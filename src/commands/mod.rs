//! Command implementations for exlock.
//!
//! This module provides the dispatcher that routes CLI commands to their
//! implementations, plus the lease inspection commands. Each command builds
//! its store from the resolved lease directory (flag > config > default).

mod run;
mod watch;

use crate::cli::{Cli, Command, LeaseAction, LeaseClearArgs, LeaseCommand};
use exlock::clock::SystemClock;
use exlock::config::Config;
use exlock::error::{ExlockError, Result};
use exlock::store::FileStore;
use std::path::PathBuf;
use std::sync::Arc;

/// Dispatch a command to its implementation.
pub fn dispatch(cli: Cli) -> Result<()> {
    let config = Config::load_or_default(cli.config.as_deref())?;
    let lease_dir = resolve_lease_dir(&cli, &config);

    match cli.command {
        Command::Run(args) => run::cmd_run(args, &config, &lease_dir),
        Command::Watch(args) => watch::cmd_watch(args, &config, &lease_dir),
        Command::Lease(lease_cmd) => dispatch_lease(lease_cmd, &lease_dir),
    }
}

/// Lease directory precedence: --lease-dir flag, then config.
fn resolve_lease_dir(cli: &Cli, config: &Config) -> PathBuf {
    cli.lease_dir
        .clone()
        .unwrap_or_else(|| PathBuf::from(&config.lease_dir))
}

/// Dispatch lease subcommands.
fn dispatch_lease(lease_cmd: LeaseCommand, lease_dir: &std::path::Path) -> Result<()> {
    match lease_cmd.action {
        LeaseAction::List => cmd_lease_list(lease_dir),
        LeaseAction::Clear(args) => cmd_lease_clear(args, lease_dir),
    }
}

fn open_store(lease_dir: &std::path::Path) -> FileStore {
    FileStore::new(lease_dir, Arc::new(SystemClock))
}

fn cmd_lease_list(lease_dir: &std::path::Path) -> Result<()> {
    let store = open_store(lease_dir);
    let leases = store.list()?;

    if leases.is_empty() {
        println!("No leases.");
        return Ok(());
    }

    println!("Leases ({}):", leases.len());
    println!();

    for lease in &leases {
        println!("  {}:", lease.metadata.key);
        println!("    Owner:      {}", lease.metadata.owner);
        if let Some(pid) = lease.metadata.pid {
            println!("    PID:        {}", pid);
        }
        println!(
            "    Acquired:   {}",
            lease.metadata.acquired_at.format("%Y-%m-%d %H:%M:%S UTC")
        );
        println!("    Age:        {}", lease.metadata.age_string());
        println!("    TTL:        {}ms", lease.metadata.ttl_millis);
        if !lease.metadata.purpose.is_empty() {
            println!("    Purpose:    {}", lease.metadata.purpose);
        }
        if lease.is_expired {
            println!("    Status:     EXPIRED (reclaimable on next acquire)");
        }
        println!("    Path:       {}", lease.path.display());
        println!();
    }

    let expired_count = leases.iter().filter(|l| l.is_expired).count();
    if expired_count > 0 {
        println!(
            "Note: {} lease(s) have expired and will be reclaimed by the next acquirer.",
            expired_count
        );
    }

    Ok(())
}

fn cmd_lease_clear(args: LeaseClearArgs, lease_dir: &std::path::Path) -> Result<()> {
    // Require --force
    if !args.force {
        return Err(ExlockError::UserError(format!(
            "refusing to clear lease without --force flag.\n\n\
             Clearing a lease while its holder is alive breaks mutual exclusion.\n\
             Only clear leases if you are certain the holder has crashed\n\
             (expired leases are reclaimed automatically).\n\n\
             To clear the lease, run:\n  exlock lease clear {} --force",
            args.key
        )));
    }

    let store = open_store(lease_dir);
    let cleared = store.clear(&args.key)?;

    println!("Cleared lease: {}", cleared.metadata.key);
    println!();
    println!("Lease details:");
    println!("  Owner:      {}", cleared.metadata.owner);
    if let Some(pid) = cleared.metadata.pid {
        println!("  PID:        {}", pid);
    }
    println!(
        "  Acquired:   {}",
        cleared.metadata.acquired_at.format("%Y-%m-%d %H:%M:%S UTC")
    );
    println!("  Age:        {}", cleared.metadata.age_string());
    if !cleared.metadata.purpose.is_empty() {
        println!("  Purpose:    {}", cleared.metadata.purpose);
    }
    if cleared.is_expired {
        println!("  Status:     was EXPIRED");
    }
    println!("  Path:       {}", cleared.path.display());

    Ok(())
}

#[cfg(test)]
mod tests {
    use super::*;
    use crate::cli::Cli;
    use clap::Parser;
    use exlock::exit_codes;
    use exlock::store::LeaseStore;
    use tempfile::TempDir;

    fn cli_from(args: &[&str]) -> Cli {
        Cli::try_parse_from(args).unwrap()
    }

    #[test]
    fn lease_dir_flag_overrides_config() {
        let cli = cli_from(&["exlock", "lease", "list", "--lease-dir", "/tmp/other"]);
        let config = Config::default();
        assert_eq!(resolve_lease_dir(&cli, &config), PathBuf::from("/tmp/other"));
    }

    #[test]
    fn lease_dir_defaults_to_config() {
        let cli = cli_from(&["exlock", "lease", "list"]);
        let config = Config::default();
        assert_eq!(
            resolve_lease_dir(&cli, &config),
            PathBuf::from(".exlock/leases")
        );
    }

    #[test]
    fn lease_clear_refuses_without_force() {
        let dir = TempDir::new().unwrap();
        let args = LeaseClearArgs {
            key: "job-x".to_string(),
            force: false,
        };
        let result = cmd_lease_clear(args, dir.path());
        assert!(result.is_err());
        let err = result.unwrap_err();
        assert_eq!(err.exit_code(), exit_codes::USER_ERROR);
        assert!(err.to_string().contains("--force"));
    }

    #[test]
    fn lease_clear_removes_held_lease() {
        let dir = TempDir::new().unwrap();
        let store = open_store(dir.path());
        assert!(store.try_acquire("job-x", 60_000));

        let args = LeaseClearArgs {
            key: "job-x".to_string(),
            force: true,
        };
        cmd_lease_clear(args, dir.path()).unwrap();

        assert!(store.try_acquire("job-x", 60_000));
    }

    #[test]
    fn lease_clear_fails_for_absent_key() {
        let dir = TempDir::new().unwrap();
        let args = LeaseClearArgs {
            key: "nope".to_string(),
            force: true,
        };
        let result = cmd_lease_clear(args, dir.path());
        assert!(result.is_err());
        assert_eq!(result.unwrap_err().exit_code(), exit_codes::USER_ERROR);
    }

    #[test]
    fn lease_list_of_empty_store_succeeds() {
        let dir = TempDir::new().unwrap();
        cmd_lease_list(dir.path()).unwrap();
    }

    #[test]
    fn dispatch_routes_lease_list() {
        let dir = TempDir::new().unwrap();
        let dir_str = dir.path().to_str().unwrap();
        let cli = cli_from(&["exlock", "lease", "list", "--lease-dir", dir_str]);
        dispatch(cli).unwrap();
    }
}
//! CLI argument parsing for exlock.
//!
//! Uses clap derive macros for declarative argument definitions.
//! This module defines the command structure; actual implementations
//! are in the `commands` module.

use clap::{Parser, Subcommand};
use std::path::PathBuf;

/// exlock: run commands under a distributed mutual-exclusion lease.
///
/// Instances coordinate through a shared lease directory: one lease file
/// per key, created exclusively, auto-expiring after its TTL. Use `run`
/// for one-off guarded commands, `watch` for periodic jobs that must run
/// on at most one instance per tick, and `lease` to inspect the store.
#[derive(Parser, Debug)]
#[command(name = "exlock")]
#[command(author, version, about, long_about = None)]
#[command(propagate_version = true)]
pub struct Cli {
    /// Path to the config file (default: ./exlock.yaml if present).
    #[arg(long, global = true)]
    pub config: Option<PathBuf>,

    /// Lease directory, overriding the config file.
    #[arg(long, global = true)]
    pub lease_dir: Option<PathBuf>,

    #[command(subcommand)]
    pub command: Command,
}

/// Available commands for exlock.
#[derive(Subcommand, Debug)]
pub enum Command {
    /// Run a command while holding the lease for a key.
    ///
    /// By default waits for the lease with backoff (up to the wait
    /// budget); with --no-wait a held lease fails immediately instead.
    Run(RunArgs),

    /// Periodically run a command under a fail-fast lease.
    ///
    /// On every tick, exactly one instance across the fleet wins the
    /// lease and runs the command; the others skip the tick.
    Watch(WatchArgs),

    /// Lease management commands.
    ///
    /// List or force-clear leases in the store.
    Lease(LeaseCommand),
}

/// Arguments for the `run` command.
#[derive(Parser, Debug)]
pub struct RunArgs {
    /// Lock key naming the exclusive resource.
    pub key: String,

    /// Command to execute while the lease is held (parsed shell-style,
    /// executed without a shell).
    pub command: String,

    /// Fail immediately if the lease is held instead of retrying.
    #[arg(long)]
    pub no_wait: bool,

    /// Lease TTL in milliseconds (crash-safety bound). Defaults to
    /// lease_ttl_millis from config.
    #[arg(long)]
    pub ttl_millis: Option<u64>,

    /// Override the total wait budget in milliseconds.
    #[arg(long)]
    pub wait_budget_millis: Option<u64>,

    /// Override the initial retry interval in milliseconds.
    #[arg(long)]
    pub retry_interval_millis: Option<u64>,
}

/// Arguments for the `watch` command.
#[derive(Parser, Debug)]
pub struct WatchArgs {
    /// Lock key unique to this job.
    pub key: String,

    /// Command to execute on each winning tick.
    pub command: String,

    /// Tick interval in milliseconds.
    #[arg(long, default_value_t = 60_000)]
    pub interval_ms: u64,

    /// Lease TTL in milliseconds for each tick. Defaults to
    /// lease_ttl_millis from config.
    #[arg(long)]
    pub ttl_millis: Option<u64>,

    /// Run a single tick and exit.
    #[arg(long)]
    pub once: bool,
}

/// Lease subcommands.
#[derive(Parser, Debug)]
pub struct LeaseCommand {
    #[command(subcommand)]
    pub action: LeaseAction,
}

/// Available lease actions.
#[derive(Subcommand, Debug)]
pub enum LeaseAction {
    /// List all leases in the store.
    ///
    /// Shows key, owner, age, purpose, and whether the lease has expired.
    List,

    /// Force-clear a specific lease.
    ///
    /// Requires --force to prevent accidental clearing while the holder
    /// is still alive.
    Clear(LeaseClearArgs),
}

/// Arguments for the `lease clear` command.
#[derive(Parser, Debug)]
pub struct LeaseClearArgs {
    /// Key whose lease should be cleared.
    pub key: String,

    /// Force clearing the lease (required for safety).
    #[arg(long)]
    pub force: bool,
}

impl Cli {
    /// Parse command line arguments.
    pub fn parse_args() -> Self {
        Cli::parse()
    }
}
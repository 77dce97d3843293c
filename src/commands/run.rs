//! Implementation of the `exlock run` command.
//!
//! Runs a single command while holding the lease for a key: acquire (retry
//! or fail-fast), execute, release on every exit path. The child's exit
//! status is surfaced through the exlock exit code.

use crate::cli::RunArgs;
use exlock::clock::SystemClock;
use exlock::config::Config;
use exlock::coordinator::LockCoordinator;
use exlock::error::{ExlockError, Result};
use exlock::guard::{LockMode, OperationGuard};
use exlock::store::FileStore;
use std::path::Path;
use std::process::Command;
use std::sync::Arc;

pub fn cmd_run(args: RunArgs, config: &Config, lease_dir: &Path) -> Result<()> {
    let argv = parse_command(&args.command)?;
    let ttl_millis = args.ttl_millis.unwrap_or(config.lease_ttl_millis);

    let mut backoff = config.backoff();
    if let Some(budget) = args.wait_budget_millis {
        backoff.wait_budget_millis = budget;
    }
    if let Some(interval) = args.retry_interval_millis {
        backoff.initial_delay_millis = interval;
    }

    let clock = Arc::new(SystemClock);
    let store = Arc::new(FileStore::new(lease_dir, clock.clone()).with_purpose(&args.command));
    let coordinator = LockCoordinator::new(store, clock).with_backoff(backoff);

    let mode = if args.no_wait {
        LockMode::FailFast
    } else {
        LockMode::Retry
    };

    let guard = OperationGuard::new(&coordinator);
    guard.execute_keyed(&args.key, mode, ttl_millis, || run_command(&argv))
}

/// Parse a command string into argv with shell-words.
///
/// The command is executed without a shell, so the parse must be
/// deterministic and quoting errors surface up front.
pub(super) fn parse_command(command: &str) -> Result<Vec<String>> {
    let argv = shell_words::split(command).map_err(|e| {
        ExlockError::UserError(format!(
            "failed to parse command '{}': {}\n\n\
             Fix: check for unmatched quotes or invalid escape sequences.",
            command, e
        ))
    })?;

    if argv.is_empty() {
        return Err(ExlockError::UserError(
            "command is empty after parsing.\n\n\
             Fix: provide a command to run while the lease is held."
                .to_string(),
        ));
    }

    Ok(argv)
}

/// Run the command with inherited stdio, mapping a non-zero exit to
/// [`ExlockError::CommandFailed`].
pub(super) fn run_command(argv: &[String]) -> Result<()> {
    let program = &argv[0];
    let args = &argv[1..];

    let status = Command::new(program).args(args).status().map_err(|e| {
        ExlockError::UserError(format!(
            "failed to execute command '{}': {}\n\n\
             Fix: ensure the command is installed and in PATH.",
            program, e
        ))
    })?;

    if status.success() {
        Ok(())
    } else {
        // A child killed by a signal has no exit code; record -1.
        Err(ExlockError::CommandFailed(status.code().unwrap_or(-1)))
    }
}
//! exlock: distributed mutual-exclusion leases over a shared TTL store.
//!
//! Multiple independent process instances coordinate exclusive execution of
//! a named operation through a shared lease store; the store is the only
//! communication channel. Crash safety comes from lease expiry: if a holder
//! dies before releasing, the lease self-destructs after its TTL.
//!
//! Layering, leaf-first:
//! - [`store`]: the shared store adapters (atomic acquire-with-expiry,
//!   idempotent delete)
//! - [`backoff`]: retry delays inside a bounded wall-clock budget
//! - [`coordinator`]: the acquire/release orchestration (blocking-with-retry
//!   and fail-fast)
//! - [`guard`]: scoped guarding of operations with guaranteed release
//! - [`job`]: periodic jobs that run on at most one instance per tick
//!
//! This is best-effort mutual exclusion with a liveness fallback, not a
//! consensus protocol: no fencing tokens, no FIFO fairness, no guarantee
//! the holder is still alive.

pub mod backoff;
pub mod clock;
pub mod config;
pub mod coordinator;
pub mod error;
pub mod exit_codes;
pub mod guard;
pub mod job;
pub mod shutdown;
pub mod store;

pub use backoff::Backoff;
pub use clock::{Clock, ManualClock, SystemClock};
pub use config::Config;
pub use coordinator::LockCoordinator;
pub use error::{ExlockError, Result};
pub use guard::{GuardSpec, KeySource, LockMode, OperationGuard};
pub use job::{ExclusiveJob, TickOutcome};
pub use shutdown::ShutdownToken;
pub use store::{FileStore, LeaseStore, MemoryStore};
■ ■ ■ ■ ■
■ Task requirements
For each line above that contains the word "after", give the line as it is written.

■ Answer section
/// per key, created exclusively, auto-expiring after its TTL. Use `run`
            "command is empty after parsing.\n\n\
//! dies before releasing, the lease self-destructs after its TTL.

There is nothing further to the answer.